What about getting even more hard core? 

Use compiler tricks to remove ALL the static printk string from the
kernel and replace the printk with something that outputs an decimal
index followed by tuples, of zero to N, hex-strings on a single line.
Then have the syslogd or some other utility take this cryptic output and
convolve it with a table (created at compile time) to re-create what
would have been dumped to the sys-log ring buffer.  This way you strip
out most of the static text from the kernel and yet can still re-create
the kernlog output.

At least as a post processing operation....

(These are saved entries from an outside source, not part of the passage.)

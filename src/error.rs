//! Error types for game operations.

use thiserror::Error;

/// Errors that can occur while registering a player.
#[derive(Debug, Clone, Copy, PartialEq, Eq, Error)]
pub enum RegisterError {
    /// Players can only be registered before the game starts.
    #[error("players can only be registered during setup")]
    InvalidState,
    /// The name is empty.
    #[error("player name is empty")]
    EmptyName,
    /// Another player already uses this name.
    #[error("player name is already in use")]
    DuplicateName,
}

/// Errors that can occur when starting the game.
#[derive(Debug, Clone, Copy, PartialEq, Eq, Error)]
pub enum StartError {
    /// The game has already been started.
    #[error("invalid game state for starting")]
    InvalidState,
    /// Fewer than two players are registered.
    #[error("at least two players are required")]
    NotEnoughPlayers,
    /// The round count is zero.
    #[error("the game needs at least one round")]
    ZeroRounds,
}

/// Errors that can occur while rolling or resolving a roll.
#[derive(Debug, Clone, Copy, PartialEq, Eq, Error)]
pub enum RollError {
    /// The game is not being played.
    #[error("the game is not playing")]
    NotPlaying,
    /// Doubles were resolved before they become legal in the round.
    #[error("doubles cannot be rolled this early in the round")]
    InvalidDoublesOnTurn,
}

/// Errors that can occur when a player banks.
#[derive(Debug, Clone, Copy, PartialEq, Eq, Error)]
pub enum BankError {
    /// The game is not being played.
    #[error("the game is not playing")]
    NotPlaying,
    /// Player not found.
    #[error("player not found")]
    PlayerNotFound,
    /// The player has already banked this round.
    #[error("player has already banked this round")]
    AlreadyBanked,
}

/// Errors that can occur when ending a round.
#[derive(Debug, Clone, Copy, PartialEq, Eq, Error)]
pub enum EndRoundError {
    /// The game is not being played.
    #[error("the game is not playing")]
    NotPlaying,
}
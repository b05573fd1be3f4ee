use std::path::{Path, PathBuf};
use std::str::FromStr;

use anyhow::{Context, Result};
use clap::{ArgAction, Parser, Subcommand, ValueEnum};
use serde::Serialize;
use tabula_core::{records_from_json, ColumnRegistry, ColumnSummary, Record, SortState};
use tabula_view::{FilterDiagnostic, HeaderCell, Row, TableView, ViewConfig, ViewDebugInfo};
use tracing::info;

mod render;
mod users;

#[derive(Parser, Debug)]
#[command(name = "tabula", version, about = "Filter, sort and render record tables")]
struct Cli {
    /// Output format
    #[arg(short = 'o', long = "output", value_enum, global = true, default_value_t = Output::Human)]
    output: Output,

    #[command(subcommand)]
    command: Commands,
}

#[derive(Copy, Clone, Debug, Eq, PartialEq, ValueEnum)]
enum Output { Human, Json }

#[derive(Subcommand, Debug)]
enum Commands {
    /// Render the table after applying filters and sort
    Show {
        /// JSON array of records (default: bundled sample users)
        #[arg(long = "data", env = "TABULA_DATA")]
        data: Option<PathBuf>,
        /// JSON array of column configs (default: built-in user columns)
        #[arg(long = "columns")]
        columns: Option<PathBuf>,
        /// Record field holding the unique integer id
        #[arg(long = "id-field", default_value = "id")]
        id_field: String,
        /// Column filter, e.g. department=Engineering (repeatable)
        #[arg(long = "filter", value_parser = parse_filter)]
        filters: Vec<(String, String)>,
        /// Case-insensitive search; a record matches when any column contains the text
        #[arg(long = "search")]
        search: Option<String>,
        /// Sort column, e.g. lastLogin:desc (default direction asc)
        #[arg(long = "sort", value_parser = parse_sort)]
        sort: Option<SortState>,
        /// Replay header clicks on a column, in order (repeatable)
        #[arg(long = "toggle")]
        toggles: Vec<String>,
        /// Plural noun used in the footer and empty state
        #[arg(long = "noun", default_value = "users")]
        noun: String,
        /// Explain filter stages and counts
        #[arg(long = "explain", action = ArgAction::SetTrue)]
        explain: bool,
    },
    /// List and validate the column registry
    Columns {
        /// JSON array of column configs (default: built-in user columns)
        #[arg(long = "columns")]
        columns: Option<PathBuf>,
    },
}

fn init_tracing() {
    let env = std::env::var("TABULA_LOG").unwrap_or_else(|_| "info".to_string());
    let filter = tracing_subscriber::EnvFilter::from_str(&env).unwrap_or_else(|_| tracing_subscriber::EnvFilter::new("info"));
    tracing_subscriber::fmt().with_env_filter(filter).with_target(true).with_writer(std::io::stderr).init();
}

fn parse_filter(s: &str) -> Result<(String, String), String> {
    match s.split_once('=') {
        Some((k, v)) if !k.trim().is_empty() => Ok((k.trim().to_string(), v.to_string())),
        _ => Err(format!("expected KEY=VALUE, got `{}`", s)),
    }
}

fn parse_sort(s: &str) -> Result<SortState, String> {
    let (key, dir) = match s.rsplit_once(':') {
        Some((k, d)) => (k, Some(d)),
        None => (s, None),
    };
    if key.is_empty() { return Err("sort column must not be empty".to_string()); }
    match dir.map(|d| d.to_ascii_lowercase()).as_deref() {
        None | Some("asc") | Some("ascending") => Ok(SortState::ascending(key)),
        Some("desc") | Some("descending") => Ok(SortState::descending(key)),
        Some(other) => Err(format!("unknown sort direction `{}` (use asc or desc)", other)),
    }
}

fn load_columns(path: Option<&Path>) -> Result<ColumnRegistry> {
    match path {
        Some(p) => {
            let text = std::fs::read_to_string(p).with_context(|| format!("reading columns from {}", p.display()))?;
            ColumnRegistry::from_json(&text).with_context(|| format!("columns file {}", p.display()))
        }
        None => users::user_columns().context("built-in user columns"),
    }
}

fn load_records(path: Option<&Path>, id_field: &str) -> Result<Vec<Record>> {
    match path {
        Some(p) => {
            let text = std::fs::read_to_string(p).with_context(|| format!("reading records from {}", p.display()))?;
            records_from_json(&text, id_field).with_context(|| format!("records file {}", p.display()))
        }
        None => users::sample_users().context("bundled sample users"),
    }
}

#[derive(Serialize)]
struct ShowJson<'a> {
    headers: Vec<HeaderCell>,
    rows: &'a [Row],
    visible: usize,
    total: usize,
    summary: String,
    diagnostics: &'a [FilterDiagnostic],
    #[serde(skip_serializing_if = "Option::is_none")]
    debug: Option<&'a ViewDebugInfo>,
}

fn main() -> Result<()> {
    init_tracing();
    let cli = Cli::parse();

    match cli.command {
        Commands::Show { data, columns, id_field, filters, search, sort, toggles, noun, explain } => {
            info!(data = ?data, columns = ?columns, filters = filters.len(), "show invoked");
            let registry = load_columns(columns.as_deref())?;
            let records = load_records(data.as_deref(), &id_field)?;
            let mut view = TableView::new(registry, records, ViewConfig::from_env())?;
            for (key, value) in filters.iter() {
                view.on_filter_input_changed(key, Some(value.as_str()))?;
            }
            view.on_global_filter_changed(search.as_deref());
            if let Some(s) = sort { view.set_sort(s)?; }
            for key in toggles.iter() {
                view.on_sort_toggled(key)?;
            }

            match cli.output {
                Output::Human => {
                    if view.is_empty() {
                        println!("No {} found matching your search.", noun);
                    } else {
                        print!("{}", render::table(&view.headers(), view.rows()));
                    }
                    println!("{}", view.summary(&noun));
                }
                Output::Json => {
                    let out = ShowJson {
                        headers: view.headers(),
                        rows: view.rows(),
                        visible: view.visible_row_count(),
                        total: view.total_row_count(),
                        summary: view.summary(&noun),
                        diagnostics: view.diagnostics(),
                        debug: explain.then(|| view.debug()),
                    };
                    println!("{}", serde_json::to_string_pretty(&out)?);
                }
            }
            if explain && matches!(cli.output, Output::Human) {
                let dbg = view.debug();
                let cols: Vec<String> = dbg.filter.after_columns.iter().map(|(k, n)| format!("{}={}", k, n)).collect();
                eprintln!(
                    "debug: epoch={} total={} after_columns=[{}] after_global={} ignored=[{}] sort={} uncomparable={} recompute={:.3}ms",
                    dbg.epoch,
                    dbg.filter.total,
                    cols.join(", "),
                    dbg.filter.after_global,
                    dbg.filter.ignored.join(", "),
                    view.sort_state().key().unwrap_or("-"),
                    dbg.sort.uncomparable,
                    dbg.recompute_ms
                );
            }
        }
        Commands::Columns { columns } => {
            info!(columns = ?columns, "columns invoked");
            let registry = load_columns(columns.as_deref())?;
            let summaries: Vec<ColumnSummary> = registry.all_columns().map(|c| c.summary()).collect();
            match cli.output {
                Output::Human => {
                    println!("{:<16} {:<20} {:<9} FILTERABLE", "KEY", "LABEL", "SORT");
                    for s in summaries.iter() {
                        let sort = serde_json::to_value(s.sort_type)?;
                        println!("{:<16} {:<20} {:<9} {}", s.key, s.label, sort.as_str().unwrap_or("auto"), if s.filterable { "yes" } else { "no" });
                    }
                }
                Output::Json => println!("{}", serde_json::to_string_pretty(&summaries)?),
            }
        }
    }
    Ok(())
}
//! Column definitions and the ordered column registry.
//!
//! This module provides:
//! - `ColumnDef`: key, label, declared sort type and optional filter/sort/format hooks
//! - `ColumnConfig`: the closed, serializable form of a column (unknown fields rejected)
//! - `ColumnRegistry`: an ordered, immutable set of columns with unique keys

#![forbid(unsafe_code)]

use std::cmp::Ordering;
use std::fmt;
use std::sync::Arc;

use rustc_hash::FxHashMap;
use serde::{Deserialize, Serialize};

use crate::{Record, TableError, TableResult, Value};

/// Custom filter predicate: `(record, filter input) -> passes`.
pub type FilterFn = dyn Fn(&Record, &str) -> anyhow::Result<bool> + Send + Sync;
/// Custom sort comparator in ascending order.
pub type CompareFn = dyn Fn(&Record, &Record) -> Ordering + Send + Sync;
/// Custom cell formatter.
pub type FormatFn = dyn Fn(&Record) -> Value + Send + Sync;

/// Declared comparison semantics for the default comparator.
#[derive(Clone, Copy, Debug, Default, PartialEq, Eq, Hash, Serialize, Deserialize)]
#[serde(rename_all = "lowercase")]
pub enum SortType {
    /// Compare by the runtime value type: bools, then numbers, then text.
    #[default]
    Auto,
    Numeric,
    Text,
    DateTime,
}

/// Built-in formatters selectable from configuration.
#[derive(Clone, Copy, Debug, Default, PartialEq, Eq, Hash, Serialize, Deserialize)]
#[serde(rename_all = "lowercase")]
pub enum CellFormat {
    #[default]
    Raw,
    /// Uppercase the first character of text values ("pending" -> "Pending").
    Capitalize,
    /// Render timestamps as `YYYY-MM-DD`; unparseable values pass through.
    Date,
}

impl CellFormat {
    pub fn apply(&self, value: &Value) -> Value {
        match self {
            CellFormat::Raw => value.clone(),
            CellFormat::Capitalize => match value {
                Value::Text(s) => {
                    let mut chars = s.chars();
                    match chars.next() {
                        Some(first) => Value::Text(first.to_uppercase().chain(chars).collect()),
                        None => Value::Text(String::new()),
                    }
                }
                other => other.clone(),
            },
            CellFormat::Date => match value.as_instant() {
                Some(ts) => Value::Text(ts.format("%Y-%m-%d").to_string()),
                None => value.clone(),
            },
        }
    }
}

fn default_true() -> bool { true }

/// Closed configuration for one column, e.g. loaded from a JSON column file.
#[derive(Clone, Debug, PartialEq, Eq, Serialize, Deserialize)]
#[serde(deny_unknown_fields)]
pub struct ColumnConfig {
    pub key: String,
    pub label: String,
    #[serde(default)]
    pub sort_type: SortType,
    #[serde(default)]
    pub format: CellFormat,
    #[serde(default = "default_true")]
    pub filterable: bool,
}

/// Schema entry describing how one field is filtered, sorted and displayed.
#[derive(Clone)]
pub struct ColumnDef {
    key: String,
    label: String,
    sort_type: SortType,
    format: CellFormat,
    filterable: bool,
    predicate: Option<Arc<FilterFn>>,
    comparator: Option<Arc<CompareFn>>,
    formatter: Option<Arc<FormatFn>>,
}

impl ColumnDef {
    pub fn new(key: impl Into<String>, label: impl Into<String>) -> Self {
        Self {
            key: key.into(),
            label: label.into(),
            sort_type: SortType::Auto,
            format: CellFormat::Raw,
            filterable: true,
            predicate: None,
            comparator: None,
            formatter: None,
        }
    }

    pub fn from_config(cfg: ColumnConfig) -> Self {
        let mut col = Self::new(cfg.key, cfg.label).sort_type(cfg.sort_type).format(cfg.format);
        col.filterable = cfg.filterable;
        col
    }

    pub fn sort_type(mut self, ty: SortType) -> Self { self.sort_type = ty; self }
    pub fn format(mut self, fmt: CellFormat) -> Self { self.format = fmt; self }
    pub fn not_filterable(mut self) -> Self { self.filterable = false; self }

    pub fn filter_with<F>(mut self, f: F) -> Self
    where
        F: Fn(&Record, &str) -> anyhow::Result<bool> + Send + Sync + 'static,
    {
        self.predicate = Some(Arc::new(f));
        self
    }

    pub fn sort_with<F>(mut self, f: F) -> Self
    where
        F: Fn(&Record, &Record) -> Ordering + Send + Sync + 'static,
    {
        self.comparator = Some(Arc::new(f));
        self
    }

    pub fn format_with<F>(mut self, f: F) -> Self
    where
        F: Fn(&Record) -> Value + Send + Sync + 'static,
    {
        self.formatter = Some(Arc::new(f));
        self
    }

    pub fn key(&self) -> &str { &self.key }
    pub fn label(&self) -> &str { &self.label }
    pub fn declared_sort_type(&self) -> SortType { self.sort_type }
    pub fn is_filterable(&self) -> bool { self.filterable }
    pub fn predicate(&self) -> Option<&FilterFn> { self.predicate.as_deref() }
    pub fn comparator(&self) -> Option<&CompareFn> { self.comparator.as_deref() }

    /// Raw field value this column projects.
    pub fn raw<'r>(&self, record: &'r Record) -> &'r Value { record.get(&self.key) }

    /// Renderable cell: the custom formatter if set, else the built-in format of the raw value.
    pub fn cell(&self, record: &Record) -> Value {
        match &self.formatter {
            Some(f) => f(record),
            None => self.format.apply(record.get(&self.key)),
        }
    }

    pub fn summary(&self) -> ColumnSummary {
        ColumnSummary {
            key: self.key.clone(),
            label: self.label.clone(),
            sort_type: self.sort_type,
            format: self.format,
            filterable: self.filterable,
            custom_filter: self.predicate.is_some(),
            custom_sort: self.comparator.is_some(),
            custom_format: self.formatter.is_some(),
        }
    }
}

impl fmt::Debug for ColumnDef {
    fn fmt(&self, f: &mut fmt::Formatter<'_>) -> fmt::Result {
        f.debug_struct("ColumnDef")
            .field("key", &self.key)
            .field("label", &self.label)
            .field("sort_type", &self.sort_type)
            .field("format", &self.format)
            .field("filterable", &self.filterable)
            .field("custom_filter", &self.predicate.is_some())
            .field("custom_sort", &self.comparator.is_some())
            .field("custom_format", &self.formatter.is_some())
            .finish()
    }
}

/// Serializable description of a registered column.
#[derive(Clone, Debug, PartialEq, Eq, Serialize)]
pub struct ColumnSummary {
    pub key: String,
    pub label: String,
    pub sort_type: SortType,
    pub format: CellFormat,
    pub filterable: bool,
    pub custom_filter: bool,
    pub custom_sort: bool,
    pub custom_format: bool,
}

/// Ordered, immutable column set. Keys are unique and non-empty.
#[derive(Clone, Debug)]
pub struct ColumnRegistry {
    columns: Vec<ColumnDef>,
    by_key: FxHashMap<String, usize>,
}

impl ColumnRegistry {
    pub fn register(columns: Vec<ColumnDef>) -> TableResult<Self> {
        let mut by_key: FxHashMap<String, usize> = FxHashMap::default();
        for (i, c) in columns.iter().enumerate() {
            if c.key.is_empty() { return Err(TableError::EmptyColumnKey(i)); }
            if by_key.insert(c.key.clone(), i).is_some() {
                return Err(TableError::DuplicateColumn(c.key.clone()));
            }
        }
        Ok(Self { columns, by_key })
    }

    pub fn from_configs(configs: Vec<ColumnConfig>) -> TableResult<Self> {
        Self::register(configs.into_iter().map(ColumnDef::from_config).collect())
    }

    /// Parse a JSON array of `ColumnConfig` and register it.
    pub fn from_json(text: &str) -> TableResult<Self> {
        let configs: Vec<ColumnConfig> =
            serde_json::from_str(text).map_err(|e| TableError::InvalidColumnConfig(e.to_string()))?;
        Self::from_configs(configs)
    }

    pub fn column_at(&self, idx: usize) -> Option<&ColumnDef> { self.columns.get(idx) }

    /// Columns in left-to-right order.
    pub fn all_columns(&self) -> impl Iterator<Item = &ColumnDef> { self.columns.iter() }

    pub fn get(&self, key: &str) -> Option<&ColumnDef> {
        self.by_key.get(key).map(|&i| &self.columns[i])
    }

    pub fn position(&self, key: &str) -> Option<usize> { self.by_key.get(key).copied() }

    pub fn keys(&self) -> impl Iterator<Item = &str> { self.columns.iter().map(|c| c.key.as_str()) }

    pub fn len(&self) -> usize { self.columns.len() }
    pub fn is_empty(&self) -> bool { self.columns.is_empty() }
}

Is this an old idea?  I'm guessing this has been at least proposed
before....

--mgross

the 
>
>> > #define printk(level, str, ...) \
>> >   do { \
>> >     if (level < CONFIG_PRINTK_DOICARE) \
>> >       actual_printk("<" #level ">" str, __VA_ARGS__); \
>> >   } while(0);
>> >
>> > Opinions?
>>
>> Ick.
>>
>> 	Alexey "ignore_loglevel" Dobriyan
>
>But ignore_loglevel doesn't decrease the size of the _binary_.  That's
what
>we're talking about here with the -tiny tree.  Embedded developers want
to
>squeeze more code onto smaller flash/rom chips.  Setting
ignore_loglevel
>does
>prevent these messages from ever being emitted, but they're still in
the
>kernel image as dead weight.  It saves noise but doesn't save _space_.
>
>I'm proposing allowing an ignore_loglevel to remove the unused messages
at
>compile time so they don't take up space.  Doing that requires the
levels
>to
>be integers so they can be compared with < or >, and the remaining
changes
>follow logically.  (To me, anyway...)
>
>Rob
>--
>"One of my most productive days was throwing away 1000 lines of code."
>  - Ken Thompson.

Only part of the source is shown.